**Work instructions:** Write out the whole listing below so that every line matches exactly.

**Material supplied:**
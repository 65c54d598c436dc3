use crate::error::AgendaError;
use crate::shared::{
    auth::protect_route,
    usecase::{execute, UseCase},
};
use actix_web::{web, HttpRequest, HttpResponse};
use agenda_api_structs::get_notification::*;
use agenda_domain::{NotificationLog, User, ID};
use agenda_infra::AgendaContext;

pub async fn get_notification_controller(
    http_req: HttpRequest,
    path_params: web::Path<PathParams>,
    ctx: web::Data<AgendaContext>,
) -> Result<HttpResponse, AgendaError> {
    let user = protect_route(&http_req, &ctx).await?;

    let usecase = GetNotificationUseCase {
        user,
        notification_id: path_params.notification_id,
    };

    execute(usecase, &ctx)
        .await
        .map(|log| HttpResponse::Ok().json(APIResponse::new(log)))
        .map_err(AgendaError::from)
}

#[derive(Debug)]
pub struct GetNotificationUseCase {
    pub user: User,
    pub notification_id: ID,
}

#[derive(Debug, PartialEq)]
pub enum UseCaseError {
    NotFound(ID),
}

impl From<UseCaseError> for AgendaError {
    fn from(e: UseCaseError) -> Self {
        match e {
            UseCaseError::NotFound(notification_id) => Self::NotFound(format!(
                "The notification with id: {}, was not found.",
                notification_id
            )),
        }
    }
}

#[async_trait::async_trait(?Send)]
impl UseCase for GetNotificationUseCase {
    type Response = NotificationLog;

    type Error = UseCaseError;

    const NAME: &'static str = "GetNotification";

    async fn execute(&mut self, ctx: &AgendaContext) -> Result<Self::Response, Self::Error> {
        match ctx.repos.notification_logs.find(&self.notification_id).await {
            Some(log) if log.user_id == self.user.id => Ok(log),
            _ => Err(UseCaseError::NotFound(self.notification_id)),
        }
    }
}
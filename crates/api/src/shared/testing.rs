use agenda_domain::User;
use agenda_infra::{AgendaContext, InMemoryMailer, StaticTimeSys};
use chrono::{DateTime, Utc};
use std::sync::Arc;

pub struct TestContext {
    pub ctx: AgendaContext,
    pub user: User,
    pub mailer: Arc<InMemoryMailer>,
}

/// In-memory context with a signed up `User` and an inspectable mailer
pub async fn setup() -> TestContext {
    let mut ctx = AgendaContext::create_inmemory();
    let mailer = Arc::new(InMemoryMailer::new());
    ctx.mailer = mailer.clone();
    let user = insert_user(&ctx, "alice").await;

    TestContext { ctx, user, mailer }
}

pub async fn insert_user(ctx: &AgendaContext, username: &str) -> User {
    let user = User::new(
        username,
        &format!("{}@example.com", username),
        agenda_utils::create_api_token(),
    )
    .unwrap();
    ctx.repos.users.insert(&user).await.unwrap();
    user
}

pub fn freeze_time(ctx: &mut AgendaContext, now: DateTime<Utc>) {
    ctx.sys = Arc::new(StaticTimeSys::at(now));
}
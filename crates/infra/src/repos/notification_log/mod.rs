mod inmemory;
mod postgres;

use crate::repos::shared::query_structs::{NotificationLogOrderField, OrderBy};
use agenda_domain::{NotificationLog, ID};
pub use inmemory::InMemoryNotificationLogRepo;
pub(crate) use postgres::insert_log;
pub use postgres::PostgresNotificationLogRepo;

/// `NotificationLog`s are append only, so there is no way to update or
/// delete them here.
#[async_trait::async_trait]
pub trait INotificationLogRepo: Send + Sync {
    async fn insert(&self, log: &NotificationLog) -> anyhow::Result<()>;
    async fn find(&self, log_id: &ID) -> Option<NotificationLog>;
    async fn find_by_user(
        &self,
        user_id: &ID,
        order_by: OrderBy<NotificationLogOrderField>,
    ) -> anyhow::Result<Vec<NotificationLog>>;
}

**Written reply:**
repository 65c54d598c436dc3
use crate::error::AgendaError;
use crate::shared::{
    auth::protect_route,
    usecase::{execute, UseCase},
};
use actix_web::{web, HttpRequest, HttpResponse};
use agenda_api_structs::get_notification::*;
use agenda_domain::{NotificationLog, User, ID};
use agenda_infra::AgendaContext;

pub async fn get_notification_controller(
    http_req: HttpRequest,
    path_params: web::Path<PathParams>,
    ctx: web::Data<AgendaContext>,
) -> Result<HttpResponse, AgendaError> {
    let user = protect_route(&http_req, &ctx).await?;

    let usecase = GetNotificationUseCase {
        user,
        notification_id: path_params.notification_id,
    };

    execute(usecase, &ctx)
        .await
        .map(|log| HttpResponse::Ok().json(APIResponse::new(log)))
        .map_err(AgendaError::from)
}

#[derive(Debug)]
pub struct GetNotificationUseCase {
    pub user: User,
    pub notification_id: ID,
}

#[derive(Debug, PartialEq)]
pub enum UseCaseError {
    NotFound(ID),
}

impl From<UseCaseError> for AgendaError {
    fn from(e: UseCaseError) -> Self {
        match e {
            UseCaseError::NotFound(notification_id) => Self::NotFound(format!(
                "The notification with id: {}, was not found.",
                notification_id
            )),
        }
    }
}

#[async_trait::async_trait(?Send)]
impl UseCase for GetNotificationUseCase {
    type Response = NotificationLog;

    type Error = UseCaseError;

    const NAME: &'static str = "GetNotification";

    async fn execute(&mut self, ctx: &AgendaContext) -> Result<Self::Response, Self::Error> {
        match ctx.repos.notification_logs.find(&self.notification_id).await {
            Some(log) if log.user_id == self.user.id => Ok(log),
            _ => Err(UseCaseError::NotFound(self.notification_id)),
        }
    }
}
filename crates/api/src/shared/testing.rs
use agenda_domain::User;
use agenda_infra::{AgendaContext, InMemoryMailer, StaticTimeSys};
use chrono::{DateTime, Utc};
use std::sync::Arc;

pub struct TestContext {
    pub ctx: AgendaContext,
    pub user: User,
    pub mailer: Arc<InMemoryMailer>,
}

/// In-memory context with a signed up `User` and an inspectable mailer
pub async fn setup() -> TestContext {
    let mut ctx = AgendaContext::create_inmemory();
    let mailer = Arc::new(InMemoryMailer::new());
    ctx.mailer = mailer.clone();
    let user = insert_user(&ctx, "alice").await;

    TestContext { ctx, user, mailer }
}

pub async fn insert_user(ctx: &AgendaContext, username: &str) -> User {
    let user = User::new(
        username,
        &format!("{}@example.com", username),
        agenda_utils::create_api_token(),
    )
    .unwrap();
    ctx.repos.users.insert(&user).await.unwrap();
    user
}

pub fn freeze_time(ctx: &mut AgendaContext, now: DateTime<Utc>) {
    ctx.sys = Arc::new(StaticTimeSys::at(now));
}
filename crates/infra/src/repos/notification_log/mod.rs
mod inmemory;
mod postgres;

use crate::repos::shared::query_structs::{NotificationLogOrderField, OrderBy};
use agenda_domain::{NotificationLog, ID};
pub use inmemory::InMemoryNotificationLogRepo;
pub(crate) use postgres::insert_log;
pub use postgres::PostgresNotificationLogRepo;

/// `NotificationLog`s are append only, so there is no way to update or
/// delete them here.
#[async_trait::async_trait]
pub trait INotificationLogRepo: Send + Sync {
    async fn insert(&self, log: &NotificationLog) -> anyhow::Result<()>;
    async fn find(&self, log_id: &ID) -> Option<NotificationLog>;
    async fn find_by_user(
        &self,
        user_id: &ID,
        order_by: OrderBy<NotificationLogOrderField>,
    ) -> anyhow::Result<Vec<NotificationLog>>;
}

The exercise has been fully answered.